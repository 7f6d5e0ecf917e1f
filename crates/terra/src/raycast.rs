//! Ray casting against the reference sphere mesh.

use crate::geometry::SphereMesh;
use glam::{Mat4, Vec2, Vec3};

/// Barycentric slack so rays through a shared edge never fall between the
/// two triangles.
const EDGE_EPS: f32 = 1e-6;

#[derive(Debug, Clone, Copy, PartialEq)]
pub struct Ray {
    pub origin: Vec3,
    /// Unit length.
    pub direction: Vec3,
}

impl Ray {
    pub fn new(origin: Vec3, direction: Vec3) -> Self {
        Self { origin, direction }
    }

    #[inline]
    pub fn at(&self, t: f32) -> Vec3 {
        self.origin + self.direction * t
    }

    /// Re-expresses the ray in the space `m` maps into. Lengths along the
    /// result are measured in that space.
    pub fn transformed(&self, m: &Mat4) -> Ray {
        Ray::new(
            m.transform_point3(self.origin),
            m.transform_vector3(self.direction).normalize(),
        )
    }

    /// Whether the ray passes within `radius` of `center` ahead of its origin.
    pub fn hits_sphere(&self, center: Vec3, radius: f32) -> bool {
        let to_center = center - self.origin;
        let along = to_center.dot(self.direction);
        let d2 = to_center.length_squared() - along * along;
        if d2 > radius * radius {
            return false;
        }
        // Origin outside and sphere behind.
        along >= 0.0 || to_center.length_squared() <= radius * radius
    }

    /// Front-face ray/triangle test. Returns `(t, [wa, wb, wc])`, the distance
    /// along the ray and the barycentric weights of the hit.
    pub fn intersect_triangle(&self, a: Vec3, b: Vec3, c: Vec3) -> Option<(f32, [f32; 3])> {
        let edge1 = b - a;
        let edge2 = c - a;
        let normal = edge1.cross(edge2);

        // Counter-clockwise triangles face the ray when the dot is negative.
        let ddn = -self.direction.dot(normal);
        if ddn <= 0.0 {
            return None;
        }

        let diff = self.origin - a;
        let wb = -self.direction.dot(diff.cross(edge2)) / ddn;
        let wc = -self.direction.dot(edge1.cross(diff)) / ddn;
        if wb < -EDGE_EPS || wc < -EDGE_EPS || wb + wc > 1.0 + EDGE_EPS {
            return None;
        }

        let t = diff.dot(normal) / ddn;
        if t < 0.0 {
            return None;
        }

        Some((t, [1.0 - wb - wc, wb, wc]))
    }
}

#[derive(Debug, Clone, Copy, PartialEq)]
pub struct SurfaceHit {
    /// World-space distance from the ray origin.
    pub distance: f32,
    /// World-space hit point.
    pub point: Vec3,
    /// Texture coordinate interpolated across the hit triangle.
    pub uv: Vec2,
}

/// Nearest front-facing hit of `ray` (world space) on `mesh` placed by `model`.
pub fn raycast_mesh(mesh: &SphereMesh, model: &Mat4, ray: &Ray) -> Option<SurfaceHit> {
    let local = ray.transformed(&model.inverse());
    if !local.hits_sphere(Vec3::ZERO, mesh.radius()) {
        return None;
    }

    let mut best: Option<(f32, Vec3, Vec2)> = None;
    for tri in mesh.triangles() {
        let Some((t, w)) = local.intersect_triangle(tri[0].position, tri[1].position, tri[2].position)
        else {
            continue;
        };
        if best.map_or(true, |(bt, _, _)| t < bt) {
            let uv = tri[0].uv * w[0] + tri[1].uv * w[1] + tri[2].uv * w[2];
            best = Some((t, local.at(t), uv));
        }
    }

    let (_, local_point, uv) = best?;
    let point = model.transform_point3(local_point);
    Some(SurfaceHit {
        distance: point.distance(ray.origin),
        point,
        uv,
    })
}

#[cfg(test)]
mod tests {
    use super::*;

    #[test]
    fn triangle_hit_reports_barycentrics() {
        let ray = Ray::new(Vec3::new(0.25, 0.25, 5.0), Vec3::NEG_Z);
        let (t, w) = ray
            .intersect_triangle(Vec3::ZERO, Vec3::X, Vec3::Y)
            .expect("hit");
        assert!((t - 5.0).abs() < 1e-6);
        assert!((w[0] - 0.5).abs() < 1e-6);
        assert!((w[1] - 0.25).abs() < 1e-6);
        assert!((w[2] - 0.25).abs() < 1e-6);
    }

    #[test]
    fn back_faces_and_misses_are_rejected() {
        let down = Ray::new(Vec3::new(0.25, 0.25, 5.0), Vec3::NEG_Z);
        // Clockwise as seen from the ray.
        assert!(down.intersect_triangle(Vec3::ZERO, Vec3::Y, Vec3::X).is_none());

        let outside = Ray::new(Vec3::new(2.0, 2.0, 5.0), Vec3::NEG_Z);
        assert!(outside.intersect_triangle(Vec3::ZERO, Vec3::X, Vec3::Y).is_none());

        let behind = Ray::new(Vec3::new(0.25, 0.25, -5.0), Vec3::NEG_Z);
        assert!(behind.intersect_triangle(Vec3::ZERO, Vec3::X, Vec3::Y).is_none());
    }

    #[test]
    fn bounding_sphere_test() {
        let ray = Ray::new(Vec3::new(0.0, 0.0, 4.0), Vec3::NEG_Z);
        assert!(ray.hits_sphere(Vec3::ZERO, 1.0));
        let away = Ray::new(Vec3::new(0.0, 0.0, 4.0), Vec3::Z);
        assert!(!away.hits_sphere(Vec3::ZERO, 1.0));
        let wide = Ray::new(Vec3::new(1.5, 0.0, 4.0), Vec3::NEG_Z);
        assert!(!wide.hits_sphere(Vec3::ZERO, 1.0));
    }

    #[test]
    fn mesh_hit_is_nearest_and_on_surface() {
        let mesh = SphereMesh::icosphere(16);
        let ray = Ray::new(Vec3::new(0.1, 0.2, 4.0), Vec3::NEG_Z);
        let hit = raycast_mesh(&mesh, &Mat4::IDENTITY, &ray).expect("hit");

        // Tessellation keeps the surface slightly inside the unit sphere.
        assert!(hit.point.z > 0.9 && hit.point.z <= 1.0);
        assert!((hit.point.length() - 1.0).abs() < 5e-3);
        assert!((hit.distance - (4.0 - hit.point.z)).abs() < 1e-4);
    }

    #[test]
    fn mesh_rotation_moves_the_texture_coordinate() {
        let mesh = SphereMesh::icosphere(16);
        let ray = Ray::new(Vec3::new(0.0, 0.3, 4.0), Vec3::NEG_Z);

        let still = raycast_mesh(&mesh, &Mat4::IDENTITY, &ray).expect("hit");
        let turned = raycast_mesh(&mesh, &Mat4::from_rotation_y(0.5), &ray).expect("hit");

        // Same world point, different surface location.
        assert!(still.point.distance(turned.point) < 5e-3);
        assert!((still.uv.x - turned.uv.x).abs() > 0.05);
        assert!((still.uv.y - turned.uv.y).abs() < 5e-3);
    }
}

:::::

— EXERCISE REQUIREMENTS —
Among the lines of the listing above, which ones hold "radius"? Copy them.

— YOUR RESPONSE —
    /// Whether the ray passes within `radius` of `center` ahead of its origin.
    pub fn hits_sphere(&self, center: Vec3, radius: f32) -> bool {
        if d2 > radius * radius {
        along >= 0.0 || to_center.length_squared() <= radius * radius
    if !local.hits_sphere(Vec3::ZERO, mesh.radius()) {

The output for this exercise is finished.